The Witless Bay Ecological Reserve, which consists of three islands and the waters around them, is home to a phenomenal number of seabirds. It boasts North America's largest colony of black-legged kittiwakes and Atlantic puffins, as well as the world's second largest colonies of Leach's storm petrels and common murres. The site also hosts Razorbilled Auks, Great Black-backed Gulls, Northern Fulmars, and Black Guillemots.
Although visitors are not permitted on the islands, several tour boat operators bring guests near the islands, where they are treated to a spectacular display of seabird acrobatics. All around the islands, puffins run and skip along the top of the water trying to get airborne.
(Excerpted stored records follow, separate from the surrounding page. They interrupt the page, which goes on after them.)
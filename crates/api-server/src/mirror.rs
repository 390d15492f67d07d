//! Best-effort mirror of new members into the TeamGrid document store.
//!
//! Mirroring is a secondary side effect: the membership and access rows
//! written by the resolver are the source of truth, so any failure here
//! is logged and swallowed rather than failing the request.

use serde::Serialize;
use uuid::Uuid;

#[derive(Debug, Clone, Serialize)]
#[serde(rename_all = "snake_case")]
pub struct MirrorMember {
    pub user_id: Uuid,
    pub organization_id: Uuid,
    pub email: String,
    pub first_name: String,
    pub last_name: String,
    pub role: String,
}

#[derive(Clone)]
pub struct MirrorClient {
    http: reqwest::Client,
    base_url: Option<String>,
}

impl MirrorClient {
    pub fn new(base_url: Option<String>) -> Self {
        Self {
            http: reqwest::Client::new(),
            base_url,
        }
    }

    pub async fn mirror_member(&self, member: &MirrorMember) {
        let Some(base_url) = self.base_url.as_deref() else {
            return;
        };
        let url = format!("{}/users/create", base_url.trim_end_matches('/'));
        match self.http.post(&url).json(member).send().await {
            Ok(response) if response.status().is_success() => {
                tracing::debug!(user_id = %member.user_id, "Member mirrored to TeamGrid");
            }
            Ok(response) => {
                tracing::warn!(
                    status = %response.status(),
                    user_id = %member.user_id,
                    "TeamGrid mirror rejected member"
                );
            }
            Err(err) => {
                tracing::warn!(error = %err, user_id = %member.user_id, "TeamGrid mirror unreachable");
            }
        }
    }
}
//! Application state

use std::sync::Arc;

use smartgrid_core::access::AccessResolver;
use smartgrid_core::billing::BillingStore;
use smartgrid_core::directory::DirectoryStore;
use smartgrid_core::tenancy::TenancyStore;

use crate::config::Config;
use crate::mirror::MirrorClient;

/// Shared application state
#[derive(Clone)]
pub struct AppState {
    inner: Arc<AppStateInner>,
}

struct AppStateInner {
    resolver: AccessResolver,
    mirror: MirrorClient,
    config: Config,
}

impl AppState {
    /// Create a new AppState, building every store under the configured
    /// data directory.
    pub async fn new(config: Config) -> smartgrid_core::Result<Self> {
        let directory = DirectoryStore::new(config.data_dir.clone()).await?;
        let tenancy = TenancyStore::new(config.data_dir.clone()).await?;
        let billing = BillingStore::new(config.data_dir.clone()).await?;
        let resolver = AccessResolver::new(directory, tenancy, billing);
        let mirror = MirrorClient::new(config.mirror_url.clone());

        Ok(Self {
            inner: Arc::new(AppStateInner {
                resolver,
                mirror,
                config,
            }),
        })
    }

    pub fn resolver(&self) -> &AccessResolver {
        &self.inner.resolver
    }

    pub fn mirror(&self) -> &MirrorClient {
        &self.inner.mirror
    }

    pub fn config(&self) -> &Config {
        &self.inner.config
    }
}
async fn add_member(
    State(state): State<AppState>,
    headers: HeaderMap,
    Json(req): Json<AddMemberRequest>,
) -> Result<Json<AddMemberResponse>, ApiError> {
    let caller = resolve_caller(state.config(), &headers).map_err(map_core_error)?;
    let (Some(first_name), Some(last_name), Some(email)) =
        (req.first_name, req.last_name, req.email)
    else {
        return Err(bad_request("First name, last name and email are required"));
    };
    let Some(org_id) = req.organization_id else {
        return Err(bad_request("Organization ID is required"));
    };
    let role = match req.role.as_deref() {
        None => OrgRole::Member,
        Some(raw) => raw.parse::<OrgRole>().map_err(map_core_error)?,
    };

    // The requesting app caps what it may grant: sibling apps are pinned
    // to themselves no matter what the body asked for.
    let source = policy::resolve_source(app_source_header(&headers), origin_header(&headers));
    let apps = policy::resolve_app_grants(source, parse_apps(req.apps)?);

    let invited = state
        .resolver()
        .invite(
            &caller,
            org_id,
            MemberDraft {
                first_name: first_name.clone(),
                last_name: last_name.clone(),
                email,
                role,
            },
            apps,
        )
        .await
        .map_err(map_core_error)?;

    state
        .mirror()
        .mirror_member(&MirrorMember {
            user_id: invited.user_id,
            organization_id: org_id,
            email: invited.email.clone(),
            first_name,
            last_name,
            role: invited.role.to_string(),
        })
        .await;

    Ok(Json(AddMemberResponse {
        success: true,
        message: "Member added successfully".to_string(),
        user_id: invited.user_id,
        email: invited.email,
        password: invited.password,
        role: invited.role,
        apps: invited.apps,
    }))
}
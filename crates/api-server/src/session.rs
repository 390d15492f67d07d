//! Session token pair issuance and verification.
//!
//! Access and refresh tokens are both HS256 JWTs sharing one secret; the
//! `token_use` claim keeps a refresh token from being replayed as an
//! access token.

use chrono::{Duration, Utc};
use jsonwebtoken::{decode, encode, Algorithm, DecodingKey, EncodingKey, Header, Validation};
use serde::{Deserialize, Serialize};
use smartgrid_core::apps::OrgRole;
use smartgrid_core::{Error, Result};
use uuid::Uuid;

use crate::config::Config;

#[derive(Debug, Clone, Serialize, Deserialize)]
pub struct SessionClaims {
    pub sub: String,
    pub org_id: String,
    pub role: String,
    pub token_use: String,
    pub exp: usize,
}

#[derive(Debug, Clone, Serialize)]
#[serde(rename_all = "snake_case")]
pub struct SessionTokens {
    pub access_token: String,
    pub refresh_token: String,
    pub expires_at: i64,
    pub expires_in: i64,
}

pub fn issue_session(
    config: &Config,
    user_id: Uuid,
    org_id: Uuid,
    role: OrgRole,
) -> Result<SessionTokens> {
    let access_exp = (Utc::now() + Duration::seconds(config.access_ttl_seconds)).timestamp();
    let refresh_exp = (Utc::now() + Duration::seconds(config.refresh_ttl_seconds)).timestamp();

    let access_token = sign(
        config,
        SessionClaims {
            sub: user_id.to_string(),
            org_id: org_id.to_string(),
            role: role.as_str().to_string(),
            token_use: "access".to_string(),
            exp: as_exp(access_exp)?,
        },
    )?;
    let refresh_token = sign(
        config,
        SessionClaims {
            sub: user_id.to_string(),
            org_id: org_id.to_string(),
            role: role.as_str().to_string(),
            token_use: "refresh".to_string(),
            exp: as_exp(refresh_exp)?,
        },
    )?;

    Ok(SessionTokens {
        access_token,
        refresh_token,
        expires_at: access_exp,
        expires_in: config.access_ttl_seconds,
    })
}

pub fn verify_access_token(config: &Config, token: &str) -> Result<SessionClaims> {
    let decoded = decode::<SessionClaims>(
        token,
        &DecodingKey::from_secret(config.jwt_secret.as_bytes()),
        &Validation::new(Algorithm::HS256),
    )
    .map_err(|err| Error::Unauthorized(format!("Invalid token: {}", err)))?;
    if decoded.claims.token_use != "access" {
        return Err(Error::Unauthorized(
            "Refresh token cannot be used for access".to_string(),
        ));
    }
    Ok(decoded.claims)
}

fn sign(config: &Config, claims: SessionClaims) -> Result<String> {
    encode(
        &Header::new(Algorithm::HS256),
        &claims,
        &EncodingKey::from_secret(config.jwt_secret.as_bytes()),
    )
    .map_err(|err| Error::Storage(format!("Failed to encode JWT: {}", err)))
}

fn as_exp(timestamp: i64) -> Result<usize> {
    usize::try_from(timestamp)
        .map_err(|_| Error::Storage("Failed to encode token expiration".to_string()))
}
use std::sync::atomic::{AtomicUsize, Ordering};
use std::sync::{Arc, Mutex};
use std::time::Duration;

use async_trait::async_trait;

use folio_core::metadata::extract_record;
use folio_core::sink::{ChunkBatcher, RetryPolicy, RetryingSink};
use folio_core::traits::VecReader;
use folio_core::{
    Assembler, Batch, BibliographicRecord, CancelToken, Chunk, ChunkLimits, Error, LookupTables,
    ParagraphReader, StorageError, StorageSink, StripMode,
};

fn record() -> BibliographicRecord {
    extract_record("Проза_Пушкин — Капитанская дочка.docx", "Книги", &LookupTables::default())
}

fn paragraph(len: usize) -> String {
    "x".repeat(len)
}

/// Sentence of exactly `len` codepoints ending with a period.
fn sentence(i: usize, len: usize) -> String {
    let head = format!("S{i}w");
    format!("{head}{}.", "a".repeat(len - head.chars().count() - 1))
}

async fn run(limits: ChunkLimits, paragraphs: Vec<String>) -> Vec<Chunk> {
    let mut reader = VecReader::new(paragraphs);
    let mut out = Vec::new();
    Assembler::new(limits, StripMode::Off)
        .assemble(&record(), &mut reader, &mut out, &CancelToken::new())
        .await
        .expect("assemble");
    out
}

#[tokio::test]
async fn small_paragraphs_merge_until_threshold() {
    let chunks = run(ChunkLimits::default(), (0..5).map(|_| paragraph(100)).collect()).await;
    assert_eq!(chunks.len(), 1);
    assert_eq!(chunks[0].char_count, 500);
    assert_eq!(chunks[0].sequence_index, 1);
}

#[tokio::test]
async fn merged_chunk_is_emitted_once_past_optimal() {
    // 10 x 200 = 2000 > 1800 * 1.05 = 1890 once the tenth arrives.
    let chunks = run(ChunkLimits::default(), (0..12).map(|_| paragraph(200)).collect()).await;
    assert_eq!(chunks.len(), 2);
    assert_eq!(chunks[0].char_count, 2000);
    assert_eq!(chunks[1].char_count, 400);
}

#[tokio::test]
async fn paragraph_that_would_exceed_max_waits_for_next_chunk() {
    let limits = ChunkLimits::new(10, 100, 200).unwrap();
    let chunks = run(limits, vec![paragraph(90), paragraph(150)]).await;
    let sizes: Vec<u64> = chunks.iter().map(|c| c.char_count).collect();
    assert_eq!(sizes, vec![90, 150]);
}

#[tokio::test]
async fn oversized_paragraph_splits_on_sentences_without_loss() {
    let sentences: Vec<String> = (0..50).map(|i| sentence(i, 99)).collect();
    let original = sentences.join(" ");
    assert_eq!(original.chars().count(), 50 * 99 + 49);

    let chunks = run(ChunkLimits::default(), vec![original.clone()]).await;
    assert!(chunks.len() >= 2, "got {} chunks", chunks.len());
    for chunk in &chunks {
        assert!(chunk.char_count <= 3500, "chunk of {} codepoints", chunk.char_count);
        assert!(chunk.content.ends_with('.'), "chunk must end on a sentence boundary");
    }

    let rejoined = chunks
        .iter()
        .map(|c| c.content.replace("\n\n", " "))
        .collect::<Vec<_>>()
        .join(" ");
    let normalize = |s: &str| s.split_whitespace().collect::<Vec<_>>().join(" ");
    assert_eq!(normalize(&rejoined), normalize(&original));
}

#[tokio::test]
async fn indivisible_sentence_passes_through_whole() {
    let limits = ChunkLimits::new(10, 100, 200).unwrap();
    let long = "word ".repeat(80);
    let chunks = run(limits, vec![long.clone()]).await;
    assert_eq!(chunks.len(), 1);
    assert_eq!(chunks[0].content, long.trim());
}

#[tokio::test]
async fn sequence_indices_are_contiguous_from_one() {
    let limits = ChunkLimits::new(20, 120, 250).unwrap();
    let mut paragraphs = Vec::new();
    for i in 0..40 {
        match i % 4 {
            0 => paragraphs.push(paragraph(15)),
            1 => paragraphs.push((0..8).map(|j| sentence(j, 60)).collect::<Vec<_>>().join(" ")),
            2 => paragraphs.push(String::new()),
            _ => paragraphs.push(paragraph(130)),
        }
    }
    let chunks = run(limits, paragraphs).await;
    assert!(!chunks.is_empty());
    for (i, chunk) in chunks.iter().enumerate() {
        assert_eq!(chunk.sequence_index, i as u64 + 1);
        assert!(!chunk.content.is_empty());
    }
}

#[tokio::test]
async fn ellipses_are_normalized() {
    let chunks = run(ChunkLimits::default(), vec!["Wait... what. . . ok".to_string()]).await;
    assert_eq!(chunks[0].content, "Wait… what… ok");
}

#[tokio::test]
async fn chunks_carry_record_and_enrichment() {
    let text = "Мой дядя самых честных правил, когда не в шутку занемог, он уважать себя заставил.";
    let chunks = run(ChunkLimits::default(), vec![text.to_string()]).await;
    let chunk = &chunks[0];
    assert_eq!(chunk.genre, "Проза");
    assert_eq!(chunk.author, "Пушкин");
    assert_eq!(chunk.book_title, "Капитанская дочка");
    assert_eq!(chunk.language, "ru");
    assert_eq!(chunk.word_count, 14);
    assert!((chunk.ocr_quality - 1.0).abs() < f64::EPSILON);
}

#[tokio::test]
async fn stripped_chunks_are_stable_under_restripping() {
    let blob = "QUJDREVGR0hJSktMTU5PUFFSU1RVVldYWVphYmNkZWZnaGlqa2xtbm9w";
    let text = format!("Before the picture {blob}== after it.");
    let mut reader = VecReader::new(vec![text]);
    let mut out = Vec::new();
    Assembler::new(ChunkLimits::default(), StripMode::Recursive)
        .assemble(&record(), &mut reader, &mut out, &CancelToken::new())
        .await
        .unwrap();
    let content = &out[0].content;
    assert!(!content.contains(blob));
    assert_eq!(folio_core::assembler::strip::strip_base64(content, StripMode::Recursive), content.as_str());
}

#[tokio::test]
async fn chunk_that_strips_to_nothing_is_not_emitted() {
    let blob = "QUJDREVGR0hJSktMTU5PUFFSU1RVVldYWVphYmNkZWZnaGlqa2xtbm9w";
    let mut reader = VecReader::new(vec![blob.to_string()]);
    let mut out = Vec::new();
    let emitted = Assembler::new(ChunkLimits::default(), StripMode::Single)
        .assemble(&record(), &mut reader, &mut out, &CancelToken::new())
        .await
        .unwrap();
    assert_eq!(emitted, 0);
    assert!(out.is_empty());
}

/// Yields paragraphs forever, cancelling the token after `cancel_after` reads.
struct EndlessReader {
    reads: usize,
    cancel_after: usize,
    cancel: CancelToken,
}

#[async_trait]
impl ParagraphReader for EndlessReader {
    async fn read(&mut self) -> folio_core::Result<Option<String>> {
        self.reads += 1;
        if self.reads == self.cancel_after {
            self.cancel.cancel();
        }
        Ok(Some(paragraph(100)))
    }
}

#[tokio::test]
async fn cancellation_stops_assembly_with_cancelled_outcome() {
    let cancel = CancelToken::new();
    let mut reader = EndlessReader { reads: 0, cancel_after: 7, cancel: cancel.clone() };
    let mut out = Vec::new();
    let err = Assembler::default()
        .assemble(&record(), &mut reader, &mut out, &cancel)
        .await
        .unwrap_err();
    assert!(matches!(err, Error::Cancelled));
    assert_eq!(reader.reads, 7);
}

/// Fails the first `failures` calls, then records every chunk it is given.
struct FlakySink {
    failures: usize,
    calls: AtomicUsize,
    stored: Mutex<Vec<String>>,
}

#[async_trait]
impl StorageSink for FlakySink {
    async fn write(&self, batch: &Batch, _: &CancelToken) -> Result<(), StorageError> {
        let call = self.calls.fetch_add(1, Ordering::SeqCst);
        if call < self.failures {
            return Err(StorageError::backend(batch.kind(), "connection refused"));
        }
        if let Batch::Chunks(chunks) = batch {
            self.stored.lock().unwrap().extend(chunks.iter().map(|c| c.content.clone()));
        }
        Ok(())
    }
}

#[tokio::test]
async fn retry_calls_exactly_k_plus_one_times_without_duplicates() {
    const K: usize = 4;
    let inner = Arc::new(FlakySink { failures: K, calls: AtomicUsize::new(0), stored: Mutex::new(Vec::new()) });
    let sink = RetryingSink::new(inner.clone(), RetryPolicy::new(10, Duration::from_millis(1)));
    let cancel = CancelToken::new();

    let limits = ChunkLimits::new(10, 100, 200).unwrap();
    let paragraphs: Vec<String> = (0..3).map(|i| format!("{}{i}", "p".repeat(149))).collect();
    let mut reader = VecReader::new(paragraphs);
    let mut batcher = ChunkBatcher::new(&sink, &cancel, 100);
    let emitted = Assembler::new(limits, StripMode::Off)
        .assemble(&record(), &mut reader, &mut batcher, &cancel)
        .await
        .unwrap();

    assert_eq!(emitted, 3);
    assert_eq!(inner.calls.load(Ordering::SeqCst), K + 1);
    let stored = inner.stored.lock().unwrap();
    assert_eq!(stored.len(), 3);
    let mut unique = stored.clone();
    unique.dedup();
    assert_eq!(unique.len(), 3);
}

#[tokio::test]
async fn exhausted_retries_fail_the_document() {
    let inner = Arc::new(FlakySink { failures: usize::MAX, calls: AtomicUsize::new(0), stored: Mutex::new(Vec::new()) });
    let sink = RetryingSink::new(inner.clone(), RetryPolicy::new(2, Duration::from_millis(1)));
    let cancel = CancelToken::new();
    let mut reader = VecReader::new(vec![paragraph(50)]);
    let mut batcher = ChunkBatcher::new(&sink, &cancel, 10);
    let err = Assembler::default()
        .assemble(&record(), &mut reader, &mut batcher, &cancel)
        .await
        .unwrap_err();
    assert!(matches!(err, Error::Storage(StorageError::RetriesExhausted { attempts: 2, .. })));
    assert_eq!(inner.calls.load(Ordering::SeqCst), 2);
}
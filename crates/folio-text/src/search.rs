use anyhow::{Context, Result};
use std::path::Path;
use tantivy::collector::{DocSetCollector, TopDocs};
use tantivy::query::{BooleanQuery, Occur, Query, QueryParser, TermQuery};
use tantivy::schema::{Field, IndexRecordOption, Term, Value};
use tantivy::tokenizer::TokenStream;
use tantivy::{Index, TantivyDocument};

use folio_core::RecordKind;

use crate::schema::{fields, name_fields, register_tokenizers, INFIX_TOKENIZER};

/// Read-only full-text search over the chunk table.
pub struct ChunkSearcher {
	index: Index,
	searcher: tantivy::Searcher,
	content: Field,
	book_title: Field,
	author: Field,
	genre: Field,
	source_name: Field,
	sequence_index: Field,
}

#[derive(Debug, Clone)]
pub struct ChunkHit {
	pub score: f32,
	pub source_name: String,
	pub book_title: String,
	pub author: String,
	pub genre: String,
	pub sequence_index: u64,
	/// HTML fragment with matched terms wrapped in `<b>`.
	pub snippet: String,
}

impl ChunkSearcher {
	/// Open the chunk table under an index root written by [`crate::TantivyStore`].
	pub fn open(root: &Path) -> Result<Self> {
		let dir = root.join(RecordKind::Chunk.table_name());
		let index = Index::open_in_dir(&dir).with_context(|| format!("opening {}", dir.display()))?;
		register_tokenizers(&index)?;
		let searcher = index.reader()?.searcher();
		let schema = index.schema();
		Ok(Self {
			content: schema.get_field(fields::CONTENT)?,
			book_title: schema.get_field(fields::BOOK_TITLE)?,
			author: schema.get_field(fields::AUTHOR)?,
			genre: schema.get_field(fields::GENRE)?,
			source_name: schema.get_field(fields::SOURCE_NAME)?,
			sequence_index: schema.get_field(fields::SEQUENCE_INDEX)?,
			index,
			searcher,
		})
	}

	pub fn num_chunks(&self) -> u64 {
		self.searcher.num_docs()
	}

	pub fn search(&self, query_text: &str, limit: usize) -> Result<Vec<ChunkHit>> {
		let mut parser = QueryParser::for_index(&self.index, vec![self.content, self.book_title, self.author]);
		parser.set_field_boost(self.book_title, 2.0);
		let query = parser.parse_query(query_text)?;
		let top_docs = self.searcher.search(&query, &TopDocs::with_limit(limit.max(1)))?;
		let snippets = tantivy::snippet::SnippetGenerator::create(&self.searcher, &query, self.content)?;

		let mut hits = Vec::with_capacity(top_docs.len());
		for (score, address) in top_docs {
			let doc: TantivyDocument = self.searcher.doc(address)?;
			let text = |field| doc.get_first(field).and_then(|v| v.as_str()).unwrap_or("").to_string();
			hits.push(ChunkHit {
				score,
				source_name: text(self.source_name),
				book_title: text(self.book_title),
				author: text(self.author),
				genre: text(self.genre),
				sequence_index: doc.get_first(self.sequence_index).and_then(|v| v.as_u64()).unwrap_or(0),
				snippet: snippets.snippet_from_doc(&doc).to_html(),
			});
		}
		Ok(hits)
	}
}

/// Registry names of `kind` containing `fragment` as a substring (case-insensitive).
///
/// Fragments shorter than three characters match nothing.
pub fn search_names(root: &Path, kind: RecordKind, fragment: &str, limit: usize) -> Result<Vec<String>> {
	let (name_field, infix_field) =
		name_fields(kind).with_context(|| format!("{kind} has no name registry"))?;
	let dir = root.join(kind.table_name());
	let index = Index::open_in_dir(&dir).with_context(|| format!("opening {}", dir.display()))?;
	register_tokenizers(&index)?;
	let schema = index.schema();
	let name = schema.get_field(name_field)?;
	let infix = schema.get_field(infix_field)?;

	let mut analyzer = index
		.tokenizers()
		.get(INFIX_TOKENIZER)
		.context("infix tokenizer not registered")?;
	let mut grams: Vec<Term> = Vec::new();
	let mut stream = analyzer.token_stream(fragment);
	while stream.advance() {
		grams.push(Term::from_field_text(infix, &stream.token().text));
	}
	if grams.is_empty() {
		return Ok(Vec::new());
	}
	let clauses: Vec<(Occur, Box<dyn Query>)> = grams
		.into_iter()
		.map(|term| (Occur::Must, Box::new(TermQuery::new(term, IndexRecordOption::Basic)) as Box<dyn Query>))
		.collect();
	let query = BooleanQuery::new(clauses);

	let searcher = index.reader()?.searcher();
	let needle = fragment.to_lowercase();
	let mut names = Vec::new();
	// Filter every candidate before truncating, false positives must not use up the limit.
	for address in searcher.search(&query, &DocSetCollector)? {
		let doc: TantivyDocument = searcher.doc(address)?;
		if let Some(value) = doc.get_first(name).and_then(|v| v.as_str()) {
			// Trigram hits can be false positives when grams occur apart.
			if value.to_lowercase().contains(&needle) {
				names.push(value.to_string());
			}
		}
	}
	names.sort();
	names.truncate(limit);
	Ok(names)
}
Like many seabirds, they spend most of the year on the open ocean hundreds of miles southeast of Newfoundland and come ashore only to breed. These birds are so well adapted to their marine environment that flying becomes a chore, especially when their bellies are full of small fish. The returning birds are forced to run a gauntlet as they try to get to their hungry chicks—greedy grey gulls sit on the ledges waiting for the puffins to return while other scavengers keep watch from aloft.
These rich waters also attract astonishing numbers of whales, which come near shore in late spring and summer to feed on the abundant marine resources. More than a dozen species of whales frequent the waters of Newfoundland & Labrador, but the humpback and the minke are the most common species in the reserve. In fact, the world's largest summer concentration of humpback whales is found here. A 30-tonne adult humpback can be surprisingly graceful as it pursues a school of smelt-like capelin. Occasionally a humpback demonstrates its tremendous strength by breaching clean out of the water and returning with a mighty crash.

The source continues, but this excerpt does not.